Command and Conquer
This is my writeup for the Command and Conquer that was created by my friend, CrimsonFlea.
As always (and as instructed), we need to start by enumerating. Running a very simple Nmap script such as
nmap -sC -sV -T4 10.10.x.x Starting Nmap 7.60 ( https://nmap.org ) at 2023-09-11 19:30 BST
Nmap scan report for ip-10-10-170-230.eu-west-1.compute.internal (10.10.170.230)
Host is up (0.0010s latency).
Not shown: 998 closed ports
PORT STATE SERVICE VERSION
22/tcp open ssh OpenSSH 8.9p1 Ubuntu 3ubuntu0.3 (Ubuntu Linux; protocol 2.0)
80/tcp open http Apache httpd 2.4.52 ((Ubuntu))
|_http-server-header: Apache/2.4.52 (Ubuntu)
|_http-title: Command and Crush
MAC Address: 02:E1:DB:A5:D4:0F (Unknown)
Service Info: OS: Linux; CPE: cpe:/o:linux:linux_kernel
Service detection performed. Please report any incorrect results at https://nmap.org/submit/ .
Nmap done: 1 IP address (1 host up) scanned in 9.55 seconds
We can see that with our results we got back two open ports. For the sake of trying to compromise the host as fast as possible, we should start with port 80, as we do not have an credentials to try to authenticate to port 22 with.
Heading to the application by using the IP of the machine, we can see its an application for a blog for chess. Saving you the time, I have crawled all of the links related to the application, and they are all dead links.

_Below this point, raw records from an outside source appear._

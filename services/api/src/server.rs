use crate::cli::ServeArgs;
use crate::infra::{AppState, InMemoryBackend};
use crate::routes::with_intake_routes;
use admission_intake::config::AppConfig;
use admission_intake::error::AppError;
use admission_intake::telemetry;
use admission_intake::workflows::admission::{IntakeSessions, RestGateway};
use axum::Extension;
use axum_prometheus::PrometheusMetricLayer;
use std::sync::atomic::Ordering;
use std::sync::Arc;
use tokio::runtime::Handle;
use tracing::{info, warn};

pub(crate) async fn run(mut args: ServeArgs) -> Result<(), AppError> {
    let mut config = AppConfig::load()?;

    if let Some(host) = args.host.take() {
        config.server.host = host;
    }
    if let Some(port) = args.port.take() {
        config.server.port = port;
    }
    if args.in_memory {
        config.backend.base_url = None;
    }

    telemetry::init(&config.telemetry)?;

    let (prometheus_layer, prometheus_handle) = PrometheusMetricLayer::pair();
    let readiness_flag = Arc::new(std::sync::atomic::AtomicBool::new(false));
    let app_state = AppState {
        readiness: readiness_flag.clone(),
        metrics: Arc::new(prometheus_handle),
    };

    let intake = config.intake.clone();
    let router = match RestGateway::from_config(&config.backend, Handle::current()) {
        Some(gateway) => {
            let gateway = Arc::new(gateway.map_err(AppError::Gateway)?);
            info!(base_url = gateway.base_url(), "using institute backend");
            with_intake_routes(Arc::new(IntakeSessions::new(
                Arc::clone(&gateway),
                gateway,
                intake,
            )))
        }
        None => {
            warn!("INTAKE_API_BASE_URL not set; admissions are kept in memory");
            let backend = Arc::new(InMemoryBackend::seeded());
            with_intake_routes(Arc::new(IntakeSessions::new(
                Arc::clone(&backend),
                backend,
                intake,
            )))
        }
    };

    let app = router.layer(Extension(app_state)).layer(prometheus_layer);

    let addr = config.server.socket_addr()?;
    let listener = tokio::net::TcpListener::bind(addr).await?;
    readiness_flag.store(true, Ordering::Release);

    info!(?config.environment, %addr, center = %config.intake.center_code, "admission intake service ready");

    axum::serve(listener, app).await?;
    Ok(())
}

So now we have to enumerate on our own, and see if we can find some subdomains or subdirectories that are available to us. We dont really have a good idea what the domain name is so its probably better to try sub directories first.
I personally use GoBuster but use whatever you'd like for achieving this. Running a common wordlist of sub directories with GoBuster, we get the following.
Now navigating to the sub directory we can see that we got access to the backend of the application, and now have access to things such as the server information, and even the ability to ping other machines, and we can see this if we run a ping against the local host 127.0.0.1.

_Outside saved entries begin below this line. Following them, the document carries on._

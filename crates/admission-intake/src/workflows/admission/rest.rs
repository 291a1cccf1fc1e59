//! `reqwest` adapter for the institute backend, exposed through the synchronous ports.
//!
//! Calls are driven on a captured runtime handle, so the adapter must be used from a blocking
//! context (`spawn_blocking` or a plain thread), never directly inside an async task.

use std::time::Duration;

use reqwest::{multipart, Client, RequestBuilder, StatusCode, Url};
use serde::de::DeserializeOwned;
use serde::Deserialize;
use serde_json::Value;
use tokio::runtime::Handle;
use tracing::debug;

use super::domain::{AdmissionRecord, Enquiry, StudentId};
use super::gateway::{AdmissionGateway, DocumentStore, GatewayError, UploadFile};
use crate::config::BackendConfig;

/// Either `{ "data": ... }` or the bare payload.
#[derive(Deserialize)]
#[serde(untagged)]
enum Envelope<T> {
    Wrapped { data: T },
    Bare(T),
}

impl<T> Envelope<T> {
    fn into_inner(self) -> T {
        match self {
            Envelope::Wrapped { data } | Envelope::Bare(data) => data,
        }
    }
}

#[derive(Deserialize)]
struct StoredPath {
    #[serde(default, alias = "url", alias = "filePath")]
    path: String,
}

pub struct RestGateway {
    client: Client,
    base_url: Url,
    runtime: Handle,
}

impl RestGateway {
    pub fn new(
        base_url: impl Into<String>,
        timeout: Duration,
        runtime: Handle,
    ) -> Result<Self, GatewayError> {
        let client = Client::builder()
            .timeout(timeout)
            .build()
            .map_err(|err| GatewayError::Unavailable(err.to_string()))?;
        let raw = base_url.into();
        let base_url = Url::parse(raw.trim().trim_end_matches('/'))
            .ok()
            .filter(|url| !url.cannot_be_a_base())
            .ok_or_else(|| GatewayError::Unavailable(format!("invalid backend URL '{raw}'")))?;
        Ok(Self {
            client,
            base_url,
            runtime,
        })
    }

    /// Build from configuration, or `None` when no backend URL is configured.
    pub fn from_config(
        config: &BackendConfig,
        runtime: Handle,
    ) -> Option<Result<Self, GatewayError>> {
        config
            .base_url
            .as_deref()
            .map(|url| Self::new(url, config.timeout, runtime))
    }

    pub fn base_url(&self) -> &str {
        self.base_url.as_str().trim_end_matches('/')
    }

    /// Base URL extended by `segments`, each percent-encoded as a single path segment.
    fn endpoint(&self, segments: &[&str]) -> Url {
        let mut url = self.base_url.clone();
        if let Ok(mut path) = url.path_segments_mut() {
            path.pop_if_empty().extend(segments);
        }
        url
    }

    fn send<T: DeserializeOwned>(&self, request: RequestBuilder) -> Result<T, GatewayError> {
        self.runtime.block_on(async {
            let response = checked(request).await?;
            let body = response
                .json::<Value>()
                .await
                .map_err(|err| GatewayError::UnexpectedResponse(err.to_string()))?;
            unwrap_body(body)
        })
    }

    /// For endpoints whose body carries nothing but an acknowledgement.
    fn send_ack(&self, request: RequestBuilder) -> Result<(), GatewayError> {
        self.runtime.block_on(async {
            let response = checked(request).await?;
            let body = response.text().await.map_err(transport_error)?;
            acknowledge(&body)
        })
    }
}

/// `{ "success": false }` is a failure whatever the status code said.
fn reject_unsuccessful(body: &Value) -> Result<(), GatewayError> {
    if body.get("success").and_then(Value::as_bool) == Some(false) {
        let message = body
            .get("message")
            .and_then(Value::as_str)
            .unwrap_or("backend reported success: false");
        return Err(GatewayError::UnexpectedResponse(message.to_string()));
    }
    Ok(())
}

fn unwrap_body<T: DeserializeOwned>(body: Value) -> Result<T, GatewayError> {
    reject_unsuccessful(&body)?;
    serde_json::from_value::<Envelope<T>>(body)
        .map(Envelope::into_inner)
        .map_err(|err| GatewayError::UnexpectedResponse(err.to_string()))
}

/// An empty or non-JSON body counts as an acknowledgement.
fn acknowledge(body: &str) -> Result<(), GatewayError> {
    match serde_json::from_str::<Value>(body) {
        Ok(body) => reject_unsuccessful(&body),
        Err(_) => Ok(()),
    }
}

async fn checked(request: RequestBuilder) -> Result<reqwest::Response, GatewayError> {
    let response = request.send().await.map_err(transport_error)?;
    let status = response.status();
    if status == StatusCode::NOT_FOUND {
        return Err(GatewayError::NotFound);
    }
    if !status.is_success() {
        let message = response.text().await.unwrap_or_default();
        return Err(GatewayError::Rejected {
            status: status.as_u16(),
            message: message.chars().take(200).collect(),
        });
    }
    Ok(response)
}

impl std::fmt::Debug for RestGateway {
    fn fmt(&self, f: &mut std::fmt::Formatter<'_>) -> std::fmt::Result {
        f.debug_struct("RestGateway")
            .field("base_url", &self.base_url)
            .finish_non_exhaustive()
    }
}

fn transport_error(err: reqwest::Error) -> GatewayError {
    if err.is_decode() {
        GatewayError::UnexpectedResponse(err.to_string())
    } else {
        GatewayError::Unavailable(err.to_string())
    }
}

impl AdmissionGateway for RestGateway {
    fn search_enquiries(&self, name: &str) -> Result<Vec<Enquiry>, GatewayError> {
        debug!(%name, "searching enquiries");
        let request = self
            .client
            .get(self.endpoint(&["enquiry", "search"]))
            .query(&[("name", name)]);
        self.send(request)
    }

    fn find_admission_by_reg_no(&self, reg_no: &str) -> Result<AdmissionRecord, GatewayError> {
        debug!(%reg_no, "fetching admission by registration number");
        let request = self
            .client
            .get(self.endpoint(&["student", "regNo", reg_no]));
        self.send(request)
    }

    fn create_admission(&self, record: &AdmissionRecord) -> Result<AdmissionRecord, GatewayError> {
        let request = self.client.post(self.endpoint(&["student"])).json(record);
        self.send(request)
    }

    fn update_admission(
        &self,
        id: &StudentId,
        record: &AdmissionRecord,
    ) -> Result<AdmissionRecord, GatewayError> {
        let request = self
            .client
            .put(self.endpoint(&["student", id.as_str()]))
            .json(record);
        self.send(request)
    }
}

impl DocumentStore for RestGateway {
    fn upload(&self, file: &UploadFile, folder: &str) -> Result<String, GatewayError> {
        let content_type = if file.content_type.trim().is_empty() {
            mime_guess::from_path(&file.file_name)
                .first_or_octet_stream()
                .to_string()
        } else {
            file.content_type.trim().to_string()
        };
        let part = multipart::Part::bytes(file.bytes.clone())
            .file_name(file.file_name.clone())
            .mime_str(&content_type)
            .map_err(|err| GatewayError::UnexpectedResponse(err.to_string()))?;
        let form = multipart::Form::new()
            .part("file", part)
            .text("folder", folder.to_string());
        let request = self.client.post(self.endpoint(&["upload"])).multipart(form);
        let stored: StoredPath = self.send(request)?;
        Ok(stored.path)
    }

    fn delete(&self, path: &str) -> Result<(), GatewayError> {
        let request = self
            .client
            .delete(self.endpoint(&["upload"]))
            .query(&[("path", path)]);
        self.send_ack(request)
    }
}

#[cfg(test)]
mod tests {
    use super::*;

    #[test]
    fn envelope_accepts_wrapped_and_bare_lists() {
        let wrapped: Envelope<Vec<Enquiry>> =
            serde_json::from_str(r#"{"data":[{"_id":"e1","fullName":"asha"}]}"#).expect("json");
        let bare: Envelope<Vec<Enquiry>> =
            serde_json::from_str(r#"[{"_id":"e2","name":"ravi"}]"#).expect("json");

        let wrapped = wrapped.into_inner();
        let bare = bare.into_inner();
        assert_eq!(wrapped[0].id.as_deref(), Some("e1"));
        assert_eq!(bare[0].full_name.as_deref(), Some("ravi"));
    }

    #[test]
    fn upload_response_path_is_read_from_data() {
        let body = r#"{"success":true,"data":{"path":"R0011025/photo.png"}}"#;
        let stored: Envelope<StoredPath> = serde_json::from_str(body).expect("json");
        assert_eq!(stored.into_inner().path, "R0011025/photo.png");
    }

    #[test]
    fn unsuccessful_upload_is_not_taken_as_a_path() {
        let body = serde_json::json!({
            "success": false,
            "message": "disk quota exceeded",
            "data": { "path": "temp/photo.png" }
        });

        let result = unwrap_body::<StoredPath>(body).map(|stored| stored.path);

        assert_eq!(
            result,
            Err(GatewayError::UnexpectedResponse(
                "disk quota exceeded".to_string()
            ))
        );
    }

    #[test]
    fn acknowledgement_requires_success() {
        assert!(acknowledge(r#"{"success":true}"#).is_ok());
        assert!(acknowledge("").is_ok());
        assert!(matches!(
            acknowledge(r#"{"success":false}"#),
            Err(GatewayError::UnexpectedResponse(_))
        ));
    }

    #[tokio::test]
    async fn base_url_trailing_slash_is_trimmed() {
        let gateway = RestGateway::new(
            "http://backend.local/api/",
            Duration::from_secs(5),
            Handle::current(),
        )
        .expect("client");
        assert_eq!(gateway.base_url(), "http://backend.local/api");
        assert_eq!(
            gateway.endpoint(&["student"]).as_str(),
            "http://backend.local/api/student"
        );
    }

    #[tokio::test]
    async fn path_segments_are_percent_encoded() {
        let gateway = RestGateway::new(
            "http://backend.local/api",
            Duration::from_secs(5),
            Handle::current(),
        )
        .expect("client");

        let url = gateway.endpoint(&["student", "regNo", "R001?x=1#top/2"]);

        assert_eq!(
            url.as_str(),
            "http://backend.local/api/student/regNo/R001%3Fx=1%23top%2F2"
        );
        assert_eq!(url.query(), None);
    }

    #[tokio::test(flavor = "multi_thread")]
    async fn delete_reports_backend_refusal() {
        let app = axum::Router::new().route(
            "/upload",
            axum::routing::delete(|| async {
                axum::Json(serde_json::json!({ "success": false, "message": "file locked" }))
            }),
        );
        let listener = tokio::net::TcpListener::bind("127.0.0.1:0")
            .await
            .expect("bind");
        let addr = listener.local_addr().expect("local addr");
        tokio::spawn(async move {
            axum::serve(listener, app).await.expect("serve");
        });
        let gateway = RestGateway::new(
            format!("http://{addr}"),
            Duration::from_secs(5),
            Handle::current(),
        )
        .expect("client");

        let result = tokio::task::spawn_blocking(move || gateway.delete("temp/photo.png"))
            .await
            .expect("join");

        assert_eq!(
            result,
            Err(GatewayError::UnexpectedResponse("file locked".to_string()))
        );
    }
}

Naturally, I would try to break out of this and see if we can get some Remote Code Execution to the backend, so that we can harvest that into a reverse shell for easier enumeration. (You can enumerate via the ping box too but it is a lot harder).

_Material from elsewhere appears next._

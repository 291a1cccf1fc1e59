mod attachments;
mod common;
mod resolver;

Cool! It looks like we might be able to breakout of this. Lets start our netcat listener on port 4444 and see if we can upload a shell.

We have a shell!! Now that we have our shell we can start enumerating at a much faster rate. Running an ls we don't see much so lets move up a folder.

In this folder we can see that we have a bunch of files, what specifically stuck out to me was the config.php.bak file. As the application user, we have access to this, and even we open it up we can see that we have database credentials.

Now if we try those credentials against SSH, we can see they are valid. From here we can grab our user flag from the users folder /home/gkasparov/user.txt

Now the next objective is the root.txt file. Just trying to concatenate the file we can see we get a permission denied error. So now its a matter of escalating our privleges to a user who has the ability to read this file.
We can enumerate our privileges by running commands like whoami to check our current user, id to see our current permissions as the user, sudo -l lists out our sudo privileges.
Running sudo -l we see that the user gkasparov has access to the env command.

Running this command we get back some environment settings. Okay but how do we abuse this?
Running env /bin/sh does not allow us to do anything but we can use sudo for the env command, which means that this can be run as root based on how it was configured.
Linking this with sudo to get sudo env /bin/sh we can see we have spawned a new kind of shell. Running the whoami command will return root ! So now lets see if we can open up that folder and get the root flag.